Only hours after their teammate Nodar Kumaritashvili was killed in a horrific crash on the daunting Whistler luge track, seven grim-faced Georgians marched in Friday night’s opening ceremony of the Vancouver Games.
They honored his memory by wearing black armbands, by decorating their nation’s flag with a black ribbon — and by staying at the games.
“I really appreciated their decision to stay in the games, to continue to compete, and also the fact that they showed up at the Olympic opening ceremony,” a somber Georgian President Mikhail Saakashvili said after meeting with the team.
Two years ago at the Summer Olympics in Beijing, Georgia’s athletes faced a similar wrenching decision. With their country fighting a war with Russia at the beginning of the games, the 35 athletes watched the violence anxiously, worried about Georgians dying at home and wondered whether they should leave China.
They decided to stay and compete, and ended up winning two gold medals and two bronze, all in wrestling.
“That was also a very tragic moment, but then the Georgian team decided to continue participation. That was their decision,” Saakashvili said in an interview with The Associated Press.
“This was their decision now as well, and I think this is in the spirit of the Olympics,” he added.
Earlier Friday, Nikolos Rurua, Georgia’s minister of culture and sport, told a news conference that the Georgians “will compete and dedicate their performance to their fallen comrade.”
Kumaritashvili lost control of his sled, went over the track wall and struck an unpadded steel pole near the finish line. Doctors were unable to revive him.
The 21-year-old luger was mourned across the Olympics on Friday. Olympic flags at the IOC hotel in Vancouver were lowered to half-staff. At Whistler Mountain, candles and bunches of flowers were placed beside a picture of Kumaritashvili under a sculpture of the Olympic rings.
At the opening ceremony, which was dedicated to Kumaritashvili, the crowd of tens of thousands of spectators rose to their feet in a standing ovation as the Georgians entered. Then they held a moment of silence.
A visibly moved IOC president Jacques Rogge had earlier called him “a young athlete that lost his life in pursuing his passion.”

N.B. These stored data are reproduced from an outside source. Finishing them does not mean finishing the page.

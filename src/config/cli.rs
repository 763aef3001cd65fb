use crate::config::app_config::{AppConfig, ConfigOverrides, FlowConfig};
use crate::utils::error::Result;
use clap::Parser;
use std::path::PathBuf;

#[derive(Debug, Clone, Parser)]
#[command(name = "webhook-solver")]
#[command(about = "Generate a webhook, pick the SQL answer for a registration number and submit it")]
pub struct CliArgs {
    /// Path to TOML configuration file (optional)
    #[arg(short, long, default_value = "application.toml")]
    pub config: PathBuf,

    #[arg(long, env = "SOLVER_NAME")]
    pub name: Option<String>,

    #[arg(long, env = "SOLVER_REG_NO")]
    pub reg_no: Option<String>,

    #[arg(long, env = "SOLVER_EMAIL")]
    pub email: Option<String>,

    /// Address of the generate webhook endpoint
    #[arg(long, env = "SOLVER_GENERATE_WEBHOOK_URL")]
    pub endpoint: Option<String>,

    /// Directory for final-query.txt and solution.sql
    #[arg(long, env = "SOLVER_OUTPUT_DIR")]
    pub output_dir: Option<String>,

    #[arg(short, long, help = "Enable verbose output")]
    pub verbose: bool,

    #[arg(long, help = "Emit logs as JSON lines")]
    pub json_logs: bool,
}

impl CliArgs {
    pub fn overrides(&self) -> ConfigOverrides {
        ConfigOverrides {
            name: self.name.clone(),
            reg_no: self.reg_no.clone(),
            email: self.email.clone(),
            generate_webhook_url: self.endpoint.clone(),
            output_dir: self.output_dir.clone(),
        }
    }

    /// File first, then flags and environment on top.
    pub fn load_config(&self) -> Result<FlowConfig> {
        let mut config = AppConfig::from_optional_file(&self.config)?;
        config.apply_overrides(self.overrides());
        config.resolve()
    }
}

#[cfg(test)]
mod tests {
    use super::*;
    use std::io::Write;
    use tempfile::NamedTempFile;

    // Built by hand so exported SOLVER_* variables cannot leak in.
    fn bare_args(config: PathBuf) -> CliArgs {
        CliArgs {
            config,
            name: None,
            reg_no: None,
            email: None,
            endpoint: None,
            output_dir: None,
            verbose: false,
            json_logs: false,
        }
    }

    #[test]
    fn test_flags_override_file() {
        let mut temp_file = NamedTempFile::new().unwrap();
        temp_file
            .write_all(
                br#"
[app]
name = "From File"
reg_no = "REG001"
email = "file@example.com"
generate_webhook_url = "https://api.example.com/generateWebhook"
"#,
            )
            .unwrap();

        let args = CliArgs {
            reg_no: Some("REG002".to_string()),
            output_dir: Some("custom".to_string()),
            ..bare_args(temp_file.path().to_path_buf())
        };

        let config = args.load_config().unwrap();
        assert_eq!(config.registration.name, "From File");
        assert_eq!(config.registration.reg_no, "REG002");
        assert_eq!(config.output_dir, PathBuf::from("custom"));
    }

    #[test]
    fn test_flags_alone_are_enough() {
        let dir = tempfile::TempDir::new().unwrap();

        let args = CliArgs {
            name: Some("Jane".to_string()),
            reg_no: Some("REG12347".to_string()),
            email: Some("jane@example.com".to_string()),
            endpoint: Some("http://localhost:9000/generateWebhook".to_string()),
            ..bare_args(dir.path().join("application.toml"))
        };

        let config = args.load_config().unwrap();
        assert_eq!(config.generate_webhook_url, "http://localhost:9000/generateWebhook");
        assert_eq!(config.output_dir, PathBuf::from("output"));
    }

    #[test]
    fn test_command_line_flags_are_parsed() {
        // Every flag is passed explicitly, so environment fallbacks never apply.
        let args = CliArgs::parse_from([
            "webhook-solver",
            "--config",
            "custom.toml",
            "--name",
            "Jane",
            "--reg-no",
            "REG12347",
            "--email",
            "jane@example.com",
            "--endpoint",
            "http://localhost:9000/generateWebhook",
            "--output-dir",
            "answers",
            "--verbose",
        ]);

        assert_eq!(args.config, PathBuf::from("custom.toml"));
        assert_eq!(args.reg_no.as_deref(), Some("REG12347"));
        assert_eq!(args.output_dir.as_deref(), Some("answers"));
        assert!(args.verbose);
        assert!(!args.json_logs);
    }
}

Georgia “has gone through an awful lot in the last three, four years. It’s a small nation of 5 million people, and the pride they had in representing their country here at the Olympics, and now to suffer this loss is just tragic,” U.S. Vice President Joe Biden said.
Rurua said Kumaritashvili was from the mountainous Bakuriani region of Georgia, the country’s center for winter sports dating to the Soviet era. The slider’s father is president of the Georgian luge federation and his cousin is a coach for the team, VANOC officials said.
Vancouver organizers and the International Luge Federation called the accident “extremely exceptional” and said it was triggered by Kumaritashvili’s failure to compensate for coming late out of the next-to-last curve, not by “deficiencies in the track.”
But Georgian officials stressed that Kumaritashvili was an experienced athlete.
“People push limits. Obviously this is a very competitive sport. You cannot call him inexperienced,” Saakashvili said. “He went through lots of competitions, Nodar was rapidly advancing. For somebody of his age you could see that he was progressing.”
Saakashvili announced that a luge facility named for Kumaritashvili will be built in his hometown “not only to honor his name but also to pave the way for other kids to get into the sport.”